* Activity: For each line of the data below that contains "while", return that line.

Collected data
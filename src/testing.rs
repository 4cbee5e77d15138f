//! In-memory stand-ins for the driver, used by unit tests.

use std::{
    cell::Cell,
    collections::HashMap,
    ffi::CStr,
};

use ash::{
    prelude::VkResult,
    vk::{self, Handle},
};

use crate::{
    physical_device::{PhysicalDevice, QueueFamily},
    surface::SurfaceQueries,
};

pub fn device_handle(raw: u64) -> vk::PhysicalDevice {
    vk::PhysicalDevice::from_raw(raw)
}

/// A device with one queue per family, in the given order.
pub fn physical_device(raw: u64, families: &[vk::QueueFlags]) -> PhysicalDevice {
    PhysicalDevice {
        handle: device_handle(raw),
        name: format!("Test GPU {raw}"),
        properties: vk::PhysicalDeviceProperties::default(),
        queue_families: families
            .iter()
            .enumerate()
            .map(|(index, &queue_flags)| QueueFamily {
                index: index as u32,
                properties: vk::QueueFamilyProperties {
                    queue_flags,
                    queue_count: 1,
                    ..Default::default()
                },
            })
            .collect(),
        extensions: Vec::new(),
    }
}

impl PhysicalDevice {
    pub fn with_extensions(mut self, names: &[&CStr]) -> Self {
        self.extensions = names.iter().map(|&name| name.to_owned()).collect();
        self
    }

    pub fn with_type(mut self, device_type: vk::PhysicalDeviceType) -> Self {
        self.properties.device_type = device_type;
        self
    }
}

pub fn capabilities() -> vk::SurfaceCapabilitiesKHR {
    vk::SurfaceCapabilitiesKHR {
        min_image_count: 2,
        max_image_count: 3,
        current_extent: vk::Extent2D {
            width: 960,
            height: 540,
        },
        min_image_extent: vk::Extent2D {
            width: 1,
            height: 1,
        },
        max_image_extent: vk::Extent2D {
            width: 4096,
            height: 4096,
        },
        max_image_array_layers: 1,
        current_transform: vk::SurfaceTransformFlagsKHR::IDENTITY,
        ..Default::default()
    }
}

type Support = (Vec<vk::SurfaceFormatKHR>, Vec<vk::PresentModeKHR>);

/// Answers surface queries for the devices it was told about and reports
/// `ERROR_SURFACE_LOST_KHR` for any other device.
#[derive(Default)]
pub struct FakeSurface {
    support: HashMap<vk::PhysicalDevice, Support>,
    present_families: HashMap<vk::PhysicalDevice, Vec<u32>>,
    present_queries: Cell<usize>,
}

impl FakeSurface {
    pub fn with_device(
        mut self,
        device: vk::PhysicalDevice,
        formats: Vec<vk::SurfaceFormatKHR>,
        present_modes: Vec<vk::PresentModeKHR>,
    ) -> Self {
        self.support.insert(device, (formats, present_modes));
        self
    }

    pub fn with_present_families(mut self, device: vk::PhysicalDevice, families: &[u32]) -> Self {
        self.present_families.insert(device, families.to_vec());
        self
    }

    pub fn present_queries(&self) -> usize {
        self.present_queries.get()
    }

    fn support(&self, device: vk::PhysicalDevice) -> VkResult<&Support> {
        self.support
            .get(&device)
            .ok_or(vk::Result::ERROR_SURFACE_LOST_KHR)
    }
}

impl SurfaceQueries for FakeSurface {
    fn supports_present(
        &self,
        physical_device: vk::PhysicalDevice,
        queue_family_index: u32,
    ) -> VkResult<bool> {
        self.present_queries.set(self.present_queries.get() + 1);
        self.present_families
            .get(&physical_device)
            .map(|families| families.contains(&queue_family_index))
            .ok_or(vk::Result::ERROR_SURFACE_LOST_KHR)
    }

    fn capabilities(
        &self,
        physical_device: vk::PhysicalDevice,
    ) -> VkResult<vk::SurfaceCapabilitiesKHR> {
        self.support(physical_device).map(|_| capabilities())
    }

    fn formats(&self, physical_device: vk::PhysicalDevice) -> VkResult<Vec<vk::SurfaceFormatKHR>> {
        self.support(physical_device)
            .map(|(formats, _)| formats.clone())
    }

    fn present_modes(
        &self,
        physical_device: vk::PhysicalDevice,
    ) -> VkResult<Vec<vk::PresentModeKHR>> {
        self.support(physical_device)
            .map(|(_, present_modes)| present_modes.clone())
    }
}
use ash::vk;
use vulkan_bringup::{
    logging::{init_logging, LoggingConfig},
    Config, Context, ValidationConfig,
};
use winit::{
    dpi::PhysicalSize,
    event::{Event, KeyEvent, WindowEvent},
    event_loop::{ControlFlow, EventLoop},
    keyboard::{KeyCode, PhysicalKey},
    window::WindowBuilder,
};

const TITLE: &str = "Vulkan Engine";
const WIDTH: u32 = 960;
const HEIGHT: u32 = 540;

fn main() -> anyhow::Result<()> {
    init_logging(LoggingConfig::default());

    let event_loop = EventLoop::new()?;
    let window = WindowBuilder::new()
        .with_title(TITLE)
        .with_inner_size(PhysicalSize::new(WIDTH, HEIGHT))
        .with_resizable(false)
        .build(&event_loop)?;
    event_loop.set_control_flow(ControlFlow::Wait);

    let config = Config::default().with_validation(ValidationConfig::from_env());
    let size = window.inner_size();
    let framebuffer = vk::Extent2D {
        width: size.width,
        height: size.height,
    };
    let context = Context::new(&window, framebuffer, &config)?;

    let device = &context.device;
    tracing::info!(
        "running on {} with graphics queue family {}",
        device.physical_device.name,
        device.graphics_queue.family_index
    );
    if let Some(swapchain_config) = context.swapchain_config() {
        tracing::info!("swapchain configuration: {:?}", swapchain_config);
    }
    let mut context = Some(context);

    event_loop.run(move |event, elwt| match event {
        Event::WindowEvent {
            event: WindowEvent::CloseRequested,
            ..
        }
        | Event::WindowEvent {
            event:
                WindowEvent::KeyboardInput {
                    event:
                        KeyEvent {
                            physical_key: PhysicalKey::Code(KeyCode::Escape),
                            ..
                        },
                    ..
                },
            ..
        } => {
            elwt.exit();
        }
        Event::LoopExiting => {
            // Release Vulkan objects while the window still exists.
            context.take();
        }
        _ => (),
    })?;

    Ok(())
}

==

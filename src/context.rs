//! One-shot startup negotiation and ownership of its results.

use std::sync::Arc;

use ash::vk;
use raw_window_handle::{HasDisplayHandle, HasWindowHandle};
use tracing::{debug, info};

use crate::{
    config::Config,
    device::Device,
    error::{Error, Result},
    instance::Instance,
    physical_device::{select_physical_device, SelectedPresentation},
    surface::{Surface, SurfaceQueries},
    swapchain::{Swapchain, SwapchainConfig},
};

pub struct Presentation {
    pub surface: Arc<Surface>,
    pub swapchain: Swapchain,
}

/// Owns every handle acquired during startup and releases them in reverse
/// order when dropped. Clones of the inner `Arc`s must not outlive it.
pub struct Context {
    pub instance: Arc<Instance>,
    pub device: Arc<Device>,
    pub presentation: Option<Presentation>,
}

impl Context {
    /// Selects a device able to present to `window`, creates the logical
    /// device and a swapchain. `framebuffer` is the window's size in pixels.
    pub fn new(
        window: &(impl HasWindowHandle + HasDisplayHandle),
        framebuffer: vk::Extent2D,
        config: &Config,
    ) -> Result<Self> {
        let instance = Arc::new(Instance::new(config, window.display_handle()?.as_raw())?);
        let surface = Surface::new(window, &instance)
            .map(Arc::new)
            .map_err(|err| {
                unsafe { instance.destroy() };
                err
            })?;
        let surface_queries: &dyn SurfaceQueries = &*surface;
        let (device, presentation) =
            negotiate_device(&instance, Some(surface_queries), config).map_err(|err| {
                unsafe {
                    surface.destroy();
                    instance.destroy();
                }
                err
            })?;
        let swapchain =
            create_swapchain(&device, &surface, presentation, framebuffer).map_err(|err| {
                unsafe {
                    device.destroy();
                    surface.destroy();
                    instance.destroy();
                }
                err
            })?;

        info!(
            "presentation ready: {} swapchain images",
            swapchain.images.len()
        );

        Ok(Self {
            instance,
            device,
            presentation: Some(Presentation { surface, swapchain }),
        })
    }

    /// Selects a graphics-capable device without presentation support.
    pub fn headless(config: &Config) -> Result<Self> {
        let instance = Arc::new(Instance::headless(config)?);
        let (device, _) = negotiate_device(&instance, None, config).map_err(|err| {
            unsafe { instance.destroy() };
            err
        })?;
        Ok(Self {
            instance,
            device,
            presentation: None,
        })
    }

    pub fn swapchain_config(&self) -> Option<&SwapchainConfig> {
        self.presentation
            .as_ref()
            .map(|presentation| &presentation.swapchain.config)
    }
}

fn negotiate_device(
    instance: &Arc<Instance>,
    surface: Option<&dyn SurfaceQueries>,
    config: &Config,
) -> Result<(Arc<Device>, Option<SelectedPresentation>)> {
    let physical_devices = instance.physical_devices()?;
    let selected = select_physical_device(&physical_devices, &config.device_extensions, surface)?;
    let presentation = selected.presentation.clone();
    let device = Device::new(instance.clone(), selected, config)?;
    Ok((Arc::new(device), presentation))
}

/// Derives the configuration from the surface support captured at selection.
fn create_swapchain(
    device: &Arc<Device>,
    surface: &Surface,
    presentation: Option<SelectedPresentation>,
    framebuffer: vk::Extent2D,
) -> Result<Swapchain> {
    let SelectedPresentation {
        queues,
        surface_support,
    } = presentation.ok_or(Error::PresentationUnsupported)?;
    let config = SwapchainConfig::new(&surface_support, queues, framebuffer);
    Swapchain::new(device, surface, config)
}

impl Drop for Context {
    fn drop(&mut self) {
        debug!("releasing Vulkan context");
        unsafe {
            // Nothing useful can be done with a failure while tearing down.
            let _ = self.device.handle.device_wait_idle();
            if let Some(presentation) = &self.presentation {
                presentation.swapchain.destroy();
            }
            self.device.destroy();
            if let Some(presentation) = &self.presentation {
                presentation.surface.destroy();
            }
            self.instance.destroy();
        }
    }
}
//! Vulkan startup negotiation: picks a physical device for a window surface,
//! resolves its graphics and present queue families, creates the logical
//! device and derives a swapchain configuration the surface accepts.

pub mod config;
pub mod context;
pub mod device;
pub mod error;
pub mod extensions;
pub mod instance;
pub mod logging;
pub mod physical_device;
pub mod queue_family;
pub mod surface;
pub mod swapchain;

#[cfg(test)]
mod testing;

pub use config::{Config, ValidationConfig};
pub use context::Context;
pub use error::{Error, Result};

* Your response:
            // Release Vulkan objects while the window still exists.
            // Nothing useful can be done with a failure while tearing down.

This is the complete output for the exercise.